Stored data
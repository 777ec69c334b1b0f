//! Configuration validation

use super::*;
use crate::coordinator::MIN_PHILOSOPHERS;
use anyhow::{Context, Result};

/// Upper bound on seats; each one is an OS thread
pub const MAX_PHILOSOPHERS: usize = 4096;

/// Longest accepted timed run (one year); use `forever` for anything longer
pub const MAX_DURATION_MS: u64 = 365 * 24 * 60 * 60 * 1000;

/// Validate complete configuration
pub fn validate_config(config: &Config) -> Result<()> {
    validate_table(&config.table)?;
    validate_delay(&config.timing.think).context("Invalid think time")?;
    validate_delay(&config.timing.eat).context("Invalid eat time")?;
    validate_completion(&config.completion)?;

    Ok(())
}

/// Validate table configuration
pub fn validate_table(table: &TableConfig) -> Result<()> {
    if table.philosophers < MIN_PHILOSOPHERS {
        anyhow::bail!(
            "At least {} philosophers are required, got {}",
            MIN_PHILOSOPHERS,
            table.philosophers
        );
    }

    if table.philosophers > MAX_PHILOSOPHERS {
        anyhow::bail!(
            "At most {} philosophers are supported, got {}",
            MAX_PHILOSOPHERS,
            table.philosophers
        );
    }

    if let Some(threshold) = table.starvation_threshold {
        if threshold == 0 {
            anyhow::bail!("starvation_threshold must be at least 1");
        }
        if table.strategy != Strategy::Monitor {
            anyhow::bail!(
                "starvation_threshold only applies to the monitor strategy, not {}",
                table.strategy
            );
        }
    }

    Ok(())
}

fn validate_delay(delay: &DelayConfig) -> Result<()> {
    if let DelayConfig::Uniform { min_us, max_us } = *delay {
        if min_us > max_us {
            anyhow::bail!("min ({}us) must not exceed max ({}us)", min_us, max_us);
        }
    }

    Ok(())
}

fn validate_completion(completion: &CompletionMode) -> Result<()> {
    match *completion {
        CompletionMode::Meals { count: 0 } => {
            anyhow::bail!("meals must be at least 1");
        }
        CompletionMode::Duration { millis: 0 } => {
            anyhow::bail!("duration must be greater than zero");
        }
        CompletionMode::Duration { millis } if millis > MAX_DURATION_MS => {
            anyhow::bail!(
                "duration must not exceed {}ms, got {}ms (use forever instead)",
                MAX_DURATION_MS,
                millis
            );
        }
        _ => Ok(()),
    }
}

*Assignment*
The required answer is each line of the data in which the word "anyhow" appears.

*Solution for this exercise*
use anyhow::{Context, Result};
        anyhow::bail!(
        anyhow::bail!(
            anyhow::bail!("starvation_threshold must be at least 1");
            anyhow::bail!(
            anyhow::bail!("min ({}us) must not exceed max ({}us)", min_us, max_us);
            anyhow::bail!("meals must be at least 1");
            anyhow::bail!("duration must be greater than zero");
            anyhow::bail!(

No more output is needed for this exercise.